Show me a single time that Eugene Volokh has ever considered the following:
1. The impact to lives of cyberharassment or cyberstalking victims who have had their privacy invaded, lives damaged, careers destroyed, by MALICIOUS individuals who are out to destroy their lives. Often, victims did nothing wrong or bad to these malicious individuals other than LEAVING them, and the malicious individuals, many with mental illness, behavioral disorders, etc... create hostile, malicious, disgusting websites about the victims in order to use SEO and Google to destroy their future dating, career, employment prospects if people do a search for the victim's names on "Google." Show me a single time where Eugene Volokh actually took these real-life cases (there are many) into consideration in his analysis. The internet is an entirely new medium of communication, where any psycho can write about anyone else regardless of truthfulness, intention, etc..., and this information about the victims shows up immediately on a Google search. This means a stalker or a vengeful individual can ALWAYS stalk a victim regardless of how much the victim tries to distance himself or herself from these malicious individuals. Eugene Volokh, not surprisingly, does not ever talk about the unique nature of the internet, the fact that it is not practically possible for victims to ever get away from stalkers, in any of this analysis. He thinks the musings and posts of malicious mentally ill psychos are precious free speech that is "valuable" in the marketplace of ideas. Never mind that people's lives are being destroyed by these posts, never mind that people are driven to suicide by these posts, never mind that these malicious posts rarely ever have first amendment value and are just spiteful people trying to harass or ruin people's lives.
2. Eugene's analysis that these malicious actions are just protected speech is wrong, especially in the age of the internet. Most of the time, cyberharassment or stalking is a COURSE OF ACTION towards particular individuals that simply involve speech (they cannot involve anything else but speech if taking place online), but they are malicious, intentional, and courses of action intended to harm individuals. Eugene Volokh notably ignores this critical distinction and tries his best to make almost every type of bad behavior online, including doxing, shaming, maliciously posting about people to ruin their lives using SEO, etc... legal and to knock down laws that would help victims get recourse against the malicious individuals who are hiding behind anonymous usernames perpetuating these types of harms.
It is very likely (from what I've seen and heard) that Eugene Volokh gets money behind the scenes from Big Tech like Google, to peddle this expansionist and dangerous "Free Speech Absolutism" view of the internet, in order to knock down laws that would protect victims of online harassment, but burden Big Tech with increased costs for compliance.

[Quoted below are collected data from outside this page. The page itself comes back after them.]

// Copyright 2025 Ramble Contributors
//
// Licensed under the Apache License, Version 2.0 (the "License");
// you may not use this file except in compliance with the License.
// You may obtain a copy of the License at
//
//     http://www.apache.org/licenses/LICENSE-2.0
//
// Unless required by applicable law or agreed to in writing, software
// distributed under the License is distributed on an "AS IS" BASIS,
// WITHOUT WARRANTIES OR CONDITIONS OF ANY KIND, either express or implied.
// See the License for the specific language governing permissions and
// limitations under the License.

//! Integration tests for IO statements, profiling, and the external
//! adapter

use std::sync::atomic::{AtomicUsize, Ordering};
use std::sync::Arc;

use ramble::ram::{DirectiveMap, Expression, Operation, Program, RelationDecl, Statement};
use ramble::{
    tuple_from, Engine, EngineConfig, ExternalSource, ProfileEvent, Result, Tuple,
};

fn directives(pairs: &[(&str, &str)]) -> DirectiveMap {
    pairs
        .iter()
        .map(|(k, v)| (k.to_string(), v.to_string()))
        .collect()
}

#[test]
fn test_input_output_round_trip() {
    let dir = tempfile::tempdir().unwrap();
    let in_path = dir.path().join("edge.facts");
    let out_path = dir.path().join("edge.csv");
    std::fs::write(&in_path, "1\t2\n3\t4\n").unwrap();

    let program = Program::new(
        vec![RelationDecl::btree("edge", 2)],
        Statement::seq(vec![
            Statement::Io {
                directives: directives(&[
                    ("operation", "input"),
                    ("IO", "file"),
                    ("filename", in_path.to_str().unwrap()),
                ]),
                relation: "edge".to_string(),
            },
            Statement::Io {
                directives: directives(&[
                    ("operation", "output"),
                    ("IO", "file"),
                    ("filename", out_path.to_str().unwrap()),
                ]),
                relation: "edge".to_string(),
            },
        ]),
    );

    let engine = Engine::new(program, EngineConfig::default()).unwrap();
    engine.execute_main().unwrap();

    assert_eq!(engine.relation("edge").unwrap().len().unwrap(), 2);
    assert_eq!(
        std::fs::read_to_string(&out_path).unwrap(),
        "1\t2\n3\t4\n"
    );
}

#[test]
fn test_missing_input_file_names_the_relation() {
    let program = Program::new(
        vec![RelationDecl::btree("edge", 2)],
        Statement::seq(vec![Statement::Io {
            directives: directives(&[
                ("operation", "input"),
                ("IO", "file"),
                ("filename", "/nonexistent/edge.facts"),
            ]),
            relation: "edge".to_string(),
        }]),
    );

    let engine = Engine::new(program, EngineConfig::default()).unwrap();
    let err = engine.execute_main().unwrap_err();
    assert!(err.to_string().contains("edge"));
}

#[test]
fn test_profile_log_written() {
    let dir = tempfile::tempdir().unwrap();
    let profile_path = dir.path().join("profile.log");

    let program = Program::new(
        vec![RelationDecl::btree("r", 1)],
        Statement::seq(vec![
            Statement::Query(Operation::Insert {
                relation: "r".to_string(),
                values: vec![Expression::number(1)],
            }),
            Statement::LogSize {
                relation: "r".to_string(),
                message: "@size;r".to_string(),
            },
        ]),
    );

    let engine = Engine::new(
        program,
        EngineConfig::new().with_profile(&profile_path),
    )
    .unwrap();
    engine.execute_main().unwrap();

    let log = std::fs::read_to_string(&profile_path).unwrap();
    assert!(log.contains("@time;starttime"));
    assert!(log.contains("@size;r"));
    assert!(log.contains("@relation-reads;r"));
}

#[test]
fn test_estimate_join_size_events() {
    let program = Program::new(
        vec![RelationDecl::btree("r", 2)],
        Statement::seq(vec![Statement::EstimateJoinSize {
            relation: "r".to_string(),
            index_pos: 0,
            key_columns: vec![0],
            constants: vec![],
            recursive: false,
        }]),
    );

    let dir = tempfile::tempdir().unwrap();
    let engine = Engine::new(
        program,
        EngineConfig::new().with_profile(dir.path().join("p.log")),
    )
    .unwrap();
    let r = engine.relation("r").unwrap();
    // Key column 0 has values 1 (twice) and 2 (once): 3 tuples over 2
    // distinct keys.
    for (a, b) in [(1, 10), (1, 11), (2, 20)] {
        r.insert(&tuple_from(&[a, b])).unwrap();
    }
    engine.execute_main().unwrap();

    let events = engine.profile_events();
    let estimate = events
        .iter()
        .find_map(|e| match e {
            ProfileEvent::NonRecursiveCount { key, value }
                if key.starts_with("@non-recursive-estimate-join-size;r") =>
            {
                Some(*value)
            }
            _ => None,
        })
        .expect("estimate event missing");
    assert_eq!(estimate, 1.5);
}

#[test]
fn test_frequency_counters_recorded() {
    let dir = tempfile::tempdir().unwrap();
    let profile_path = dir.path().join("freq.log");

    let program = Program::new(
        vec![RelationDecl::btree("src", 1), RelationDecl::btree("dst", 1)],
        Statement::seq(vec![Statement::Query(Operation::Scan {
            relation: "src".to_string(),
            tuple_id: 0,
            nested: Box::new(Operation::Insert {
                relation: "dst".to_string(),
                values: vec![Expression::element(0, 0)],
            }),
            profile_text: Some("dst(x) :- src(x).".to_string()),
        })]),
    );

    let engine = Engine::new(
        program,
        EngineConfig::new()
            .with_profile(&profile_path)
            .with_profile_frequency(),
    )
    .unwrap();
    for i in 0..4 {
        engine.relation("src").unwrap().insert(&tuple_from(&[i])).unwrap();
    }
    engine.execute_main().unwrap();

    let fired = engine.profile_events().into_iter().any(|e| {
        matches!(e, ProfileEvent::Quantity { key, value, .. }
            if key == "dst(x) :- src(x)." && value == 1)
    });
    assert!(fired, "frequency bucket for the rule not recorded");
}

struct CountingSource {
    fetches: AtomicUsize,
}

impl ExternalSource for CountingSource {
    fn fetch(&self) -> Result<Vec<Tuple>> {
        self.fetches.fetch_add(1, Ordering::SeqCst);
        Ok(vec![tuple_from(&[1, 2]), tuple_from(&[3, 4])])
    }
}

#[test]
fn test_shadow_relation_loads_once_and_ignores_inserts() {
    // copy(x, y) :- ext(x, y), with the engine also trying to insert into
    // ext; the source stays authoritative.
    let program = Program::new(
        vec![
            RelationDecl::btree("ext", 2).as_shadow(),
            RelationDecl::btree("copy", 2),
        ],
        Statement::seq(vec![
            Statement::Query(Operation::Insert {
                relation: "ext".to_string(),
                values: vec![Expression::number(9), Expression::number(9)],
            }),
            Statement::Query(Operation::Scan {
                relation: "ext".to_string(),
                tuple_id: 0,
                nested: Box::new(Operation::Insert {
                    relation: "copy".to_string(),
                    values: vec![Expression::element(0, 0), Expression::element(0, 1)],
                }),
                profile_text: None,
            }),
            Statement::Query(Operation::Scan {
                relation: "ext".to_string(),
                tuple_id: 0,
                nested: Box::new(Operation::Insert {
                    relation: "copy".to_string(),
                    values: vec![Expression::element(0, 0), Expression::element(0, 1)],
                }),
                profile_text: None,
            }),
        ]),
    );

    let source = Arc::new(CountingSource {
        fetches: AtomicUsize::new(0),
    });
    let engine = Engine::builder(program, EngineConfig::default())
        .external_source("ext", Arc::clone(&source) as Arc<dyn ExternalSource>)
        .finish()
        .unwrap();
    engine.execute_main().unwrap();

    // One fetch despite two scans and one attempted insert.
    assert_eq!(source.fetches.load(Ordering::SeqCst), 1);
    let mut copied = engine.relation("copy").unwrap().collect().unwrap();
    copied.sort();
    assert_eq!(copied, vec![tuple_from(&[1, 2]), tuple_from(&[3, 4])]);
    assert!(!engine
        .relation("ext")
        .unwrap()
        .contains(0, &tuple_from(&[9, 9]))
        .unwrap());
}
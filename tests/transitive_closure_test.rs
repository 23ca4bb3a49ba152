// Copyright 2025 Ramble Contributors
//
// Licensed under the Apache License, Version 2.0 (the "License");
// you may not use this file except in compliance with the License.
// You may obtain a copy of the License at
//
//     http://www.apache.org/licenses/LICENSE-2.0
//
// Unless required by applicable law or agreed to in writing, software
// distributed under the License is distributed on an "AS IS" BASIS,
// WITHOUT WARRANTIES OR CONDITIONS OF ANY KIND, either express or implied.
// See the License for the specific language governing permissions and
// limitations under the License.

//! Integration test for seminaive fixpoint evaluation: transitive closure

use ramble::ram::{
    Condition, Expression, Operation, Program, RelationDecl, SearchPattern, Statement,
};
use ramble::{tuple_from, Engine, EngineConfig, RamDomain, Tuple};

/// The classic program:
///
/// ```text
/// path(x, y) :- edge(x, y).
/// path(x, z) :- path(x, y), edge(y, z).
/// ```
///
/// lowered the way the front-end does it: `path` seeded from `edge`, then
/// a loop joining the delta against `edge`, exiting once no new tuple
/// shows up.
fn transitive_closure_program(parallel: bool) -> Program {
    let copy_edge_to_path = Statement::Query(Operation::Scan {
        relation: "edge".to_string(),
        tuple_id: 0,
        nested: Box::new(Operation::Insert {
            relation: "path".to_string(),
            values: vec![Expression::element(0, 0), Expression::element(0, 1)],
        }),
        profile_text: None,
    });

    let seed_delta = Statement::Query(Operation::Scan {
        relation: "path".to_string(),
        tuple_id: 0,
        nested: Box::new(Operation::Insert {
            relation: "@delta_path".to_string(),
            values: vec![Expression::element(0, 0), Expression::element(0, 1)],
        }),
        profile_text: None,
    });

    // @new_path(x, z) :- @delta_path(x, y), edge(y, z), !path(x, z).
    let join_inner = Operation::IndexScan {
        relation: "edge".to_string(),
        index_pos: 0,
        pattern: SearchPattern::point(vec![Some(Expression::element(0, 1)), None]),
        tuple_id: 1,
        nested: Box::new(Operation::Filter {
            condition: Condition::Negation(Box::new(Condition::ExistenceCheck {
                relation: "path".to_string(),
                index_pos: 0,
                pattern: vec![
                    Some(Expression::element(0, 0)),
                    Some(Expression::element(1, 1)),
                ],
            })),
            nested: Box::new(Operation::Insert {
                relation: "@new_path".to_string(),
                values: vec![Expression::element(0, 0), Expression::element(1, 1)],
            }),
            profile_text: None,
        }),
        profile_text: None,
    };
    let join = if parallel {
        Operation::ParallelScan {
            relation: "@delta_path".to_string(),
            tuple_id: 0,
            nested: Box::new(join_inner),
            profile_text: None,
        }
    } else {
        Operation::Scan {
            relation: "@delta_path".to_string(),
            tuple_id: 0,
            nested: Box::new(join_inner),
            profile_text: None,
        }
    };

    let merge_new_into_path = Statement::Query(Operation::Scan {
        relation: "@new_path".to_string(),
        tuple_id: 0,
        nested: Box::new(Operation::Insert {
            relation: "path".to_string(),
            values: vec![Expression::element(0, 0), Expression::element(0, 1)],
        }),
        profile_text: None,
    });

    let fixpoint = Statement::repeat(Statement::seq(vec![
        Statement::Query(join),
        Statement::Exit(Condition::EmptinessCheck {
            relation: "@new_path".to_string(),
        }),
        merge_new_into_path,
        Statement::Swap("@delta_path".to_string(), "@new_path".to_string()),
        Statement::Clear("@new_path".to_string()),
    ]));

    Program::new(
        vec![
            RelationDecl::btree("edge", 2),
            RelationDecl::btree("path", 2),
            RelationDecl::btree("@delta_path", 2),
            RelationDecl::btree("@new_path", 2),
        ],
        Statement::seq(vec![copy_edge_to_path, seed_delta, fixpoint]),
    )
}

fn run_closure(edges: &[(RamDomain, RamDomain)], parallel: bool, threads: usize) -> Vec<Tuple> {
    let config = EngineConfig::new().with_threads(threads);
    let engine = Engine::new(transitive_closure_program(parallel), config).unwrap();
    let edge = engine.relation("edge").unwrap();
    for (a, b) in edges {
        edge.insert(&tuple_from(&[*a, *b])).unwrap();
    }
    engine.execute_main().unwrap();
    let mut result = engine.relation("path").unwrap().collect().unwrap();
    result.sort();
    result
}

#[test]
fn test_chain_closure() {
    let result = run_closure(&[(1, 2), (2, 3), (3, 4)], false, 1);
    let expected: Vec<Tuple> = [(1, 2), (1, 3), (1, 4), (2, 3), (2, 4), (3, 4)]
        .iter()
        .map(|(a, b)| tuple_from(&[*a, *b]))
        .collect();
    assert_eq!(result, expected);
}

#[test]
fn test_cycle_closure() {
    // A 3-cycle reaches everything from everywhere.
    let result = run_closure(&[(1, 2), (2, 3), (3, 1)], false, 1);
    assert_eq!(result.len(), 9);
}

#[test]
fn test_empty_edge_set() {
    let result = run_closure(&[], false, 1);
    assert!(result.is_empty());
}

#[test]
fn test_self_loop() {
    let result = run_closure(&[(5, 5)], false, 1);
    assert_eq!(result, vec![tuple_from(&[5, 5])]);
}

#[test]
fn test_closure_is_fixpoint() {
    // Running the whole program again must not grow the result.
    let program = transitive_closure_program(false);
    let engine = Engine::new(program, EngineConfig::default()).unwrap();
    let edge = engine.relation("edge").unwrap();
    for (a, b) in [(1, 2), (2, 3), (3, 4)] {
        edge.insert(&tuple_from(&[a, b])).unwrap();
    }
    engine.execute_main().unwrap();
    let first = engine.relation("path").unwrap().len().unwrap();
    engine.execute_main().unwrap();
    assert_eq!(engine.relation("path").unwrap().len().unwrap(), first);
}

#[test]
fn test_swap_twice_is_identity() {
    let program = transitive_closure_program(false);
    let engine = Engine::new(program, EngineConfig::default()).unwrap();
    let delta = engine.relation("@delta_path").unwrap();
    let new = engine.relation("@new_path").unwrap();
    delta.insert(&tuple_from(&[1, 2])).unwrap();
    new.insert(&tuple_from(&[3, 4])).unwrap();
    new.insert(&tuple_from(&[5, 6])).unwrap();

    delta.swap_contents(new);
    delta.swap_contents(new);

    assert_eq!(delta.len().unwrap(), 1);
    assert!(delta.contains(0, &tuple_from(&[1, 2])).unwrap());
    assert_eq!(new.len().unwrap(), 2);
}

#[test]
fn test_parallel_closure_matches_sequential() {
    let edges = [(1, 2), (2, 3), (3, 4), (4, 5), (1, 5), (5, 1)];
    let sequential = run_closure(&edges, false, 1);
    let parallel = run_closure(&edges, true, 4);
    assert_eq!(sequential, parallel);
}
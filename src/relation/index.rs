// Copyright 2025 Ramble Contributors
//
// Licensed under the Apache License, Version 2.0 (the "License");
// you may not use this file except in compliance with the License.
// You may obtain a copy of the License at
//
//     http://www.apache.org/licenses/LICENSE-2.0
//
// Unless required by applicable law or agreed to in writing, software
// distributed under the License is distributed on an "AS IS" BASIS,
// WITHOUT WARRANTIES OR CONDITIONS OF ANY KIND, either express or implied.
// See the License for the specific language governing permissions and
// limitations under the License.

//! Relation indexes
//!
//! An index is an ordered tuple set under a column permutation. Tuples are
//! stored pre-permuted (encoded) so that plain lexicographic ordering of
//! the backing B-tree realizes the index order; readers decode on access.
//! Range traversal additionally filters componentwise so `[lo, hi]` yields
//! exactly the tuples within bounds on every column.

use crate::core::{tuple_of_arity, Tuple};

use super::btree::BTree;

/// A column permutation of `[0..arity)`.
#[derive(Debug, Clone, PartialEq, Eq)]
pub struct Order {
    columns: Vec<usize>,
}

impl Order {
    /// Create an order from a permutation.
    pub fn new(columns: Vec<usize>) -> Self {
        debug_assert!({
            let mut sorted = columns.clone();
            sorted.sort_unstable();
            sorted.iter().copied().eq(0..columns.len())
        });
        Order { columns }
    }

    /// The identity order of the given arity.
    pub fn identity(arity: usize) -> Self {
        Order {
            columns: (0..arity).collect(),
        }
    }

    /// The permutation as column positions.
    pub fn columns(&self) -> &[usize] {
        &self.columns
    }

    /// Number of columns.
    pub fn arity(&self) -> usize {
        self.columns.len()
    }

    /// Permute a tuple into index layout.
    pub fn encode(&self, tuple: &Tuple) -> Tuple {
        let mut out = tuple_of_arity(self.columns.len());
        for (i, &col) in self.columns.iter().enumerate() {
            out[i] = tuple[col];
        }
        out
    }

    /// Restore a tuple from index layout.
    pub fn decode(&self, encoded: &Tuple) -> Tuple {
        let mut out = tuple_of_arity(self.columns.len());
        for (i, &col) in self.columns.iter().enumerate() {
            out[col] = encoded[i];
        }
        out
    }
}

/// An ordered tuple set under one column order.
#[derive(Debug, Clone)]
pub struct Index {
    order: Order,
    tree: BTree<Tuple>,
}

impl Index {
    /// Create an empty index under the given order.
    pub fn new(order: Order) -> Self {
        Index {
            order,
            tree: BTree::new(),
        }
    }

    /// The column order of this index.
    pub fn order(&self) -> &Order {
        &self.order
    }

    /// Number of tuples.
    pub fn len(&self) -> usize {
        self.tree.size()
    }

    /// True if the index holds no tuple.
    pub fn is_empty(&self) -> bool {
        self.tree.is_empty()
    }

    /// Insert a tuple (original layout). Returns true if it was new.
    pub fn insert(&mut self, tuple: &Tuple) -> bool {
        self.tree.insert(self.order.encode(tuple))
    }

    /// Remove a tuple (original layout). Returns true if it was present.
    pub fn erase(&mut self, tuple: &Tuple) -> bool {
        self.tree.delete(&self.order.encode(tuple))
    }

    /// Full-tuple membership test.
    pub fn contains(&self, tuple: &Tuple) -> bool {
        self.tree.contains(&self.order.encode(tuple))
    }

    /// True if any tuple lies within `[lo, hi]` componentwise.
    pub fn contains_range(&self, lo: &Tuple, hi: &Tuple) -> bool {
        self.first_in_range(lo, hi).is_some()
    }

    /// The first in-order tuple within `[lo, hi]`, decoded.
    pub fn first_in_range(&self, lo: &Tuple, hi: &Tuple) -> Option<Tuple> {
        let enc_lo = self.order.encode(lo);
        let enc_hi = self.order.encode(hi);
        let mut found = None;
        self.tree.for_each_in_range(&enc_lo, &enc_hi, |key| {
            if within(key, &enc_lo, &enc_hi) {
                found = Some(self.order.decode(key));
                false
            } else {
                true
            }
        });
        found
    }

    /// Visit every tuple in index order (decoded), with early exit.
    pub fn scan<F>(&self, mut callback: F)
    where
        F: FnMut(&Tuple) -> bool,
    {
        self.tree.for_each(|key| callback(&self.order.decode(key)));
    }

    /// Visit the tuples within `[lo, hi]` componentwise, in index order,
    /// with early exit.
    pub fn range<F>(&self, lo: &Tuple, hi: &Tuple, mut callback: F)
    where
        F: FnMut(&Tuple) -> bool,
    {
        let enc_lo = self.order.encode(lo);
        let enc_hi = self.order.encode(hi);
        self.tree.for_each_in_range(&enc_lo, &enc_hi, |key| {
            if within(key, &enc_lo, &enc_hi) {
                callback(&self.order.decode(key))
            } else {
                true
            }
        });
    }

    /// Collect the full scan in index order.
    pub fn collect(&self) -> Vec<Tuple> {
        let mut out = Vec::with_capacity(self.len());
        self.scan(|t| {
            out.push(t.clone());
            true
        });
        out
    }

    /// Collect the tuples within `[lo, hi]` in index order.
    pub fn collect_range(&self, lo: &Tuple, hi: &Tuple) -> Vec<Tuple> {
        let mut out = Vec::new();
        self.range(lo, hi, |t| {
            out.push(t.clone());
            true
        });
        out
    }

    /// Drop every tuple.
    pub fn purge(&mut self) {
        self.tree.clear();
    }
}

/// Componentwise bounds check in encoded layout.
#[inline]
fn within(key: &Tuple, lo: &Tuple, hi: &Tuple) -> bool {
    key.iter()
        .zip(lo.iter().zip(hi.iter()))
        .all(|(k, (l, h))| l <= k && k <= h)
}

/// Split tuples into at most `target` contiguous chunks for parallel
/// workers. Chunks are disjoint and their union is the input.
pub fn partition(tuples: Vec<Tuple>, target: usize) -> Vec<Vec<Tuple>> {
    if tuples.is_empty() {
        return Vec::new();
    }
    let target = target.max(1);
    let chunk_size = tuples.len().div_ceil(target);
    let mut chunks = Vec::with_capacity(target);
    let mut rest = tuples;
    while rest.len() > chunk_size {
        let tail = rest.split_off(chunk_size);
        chunks.push(rest);
        rest = tail;
    }
    chunks.push(rest);
    chunks
}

Society is not stupid. Cyberharassment and online stalking are real crimes with real world impact to victims. That's why governments like the EU, Hong Kong, New Zealand, Australia, UK, China, Canada are all passing legislation specifically fighting all types of online harms, such as doxing, privacy violations, etc.... The world is not stupid. There is something weird and fishy going on in America, as there is a side (including Eugene Volokh and Big Tech) that seems to purposely want to de-criminalize all types of online criminal behavior. If you harass people, if you stalk people, whether online or offline, that SHOULD be criminal. It's not that hard to understand. The First Amendment did not foresee the global nature of the Internet so failing to adapt to modern communications developments suggests a stubbornness, lack of understanding, and irresponsibility on the part of Volokh and his First Amendment Absolutist supporters.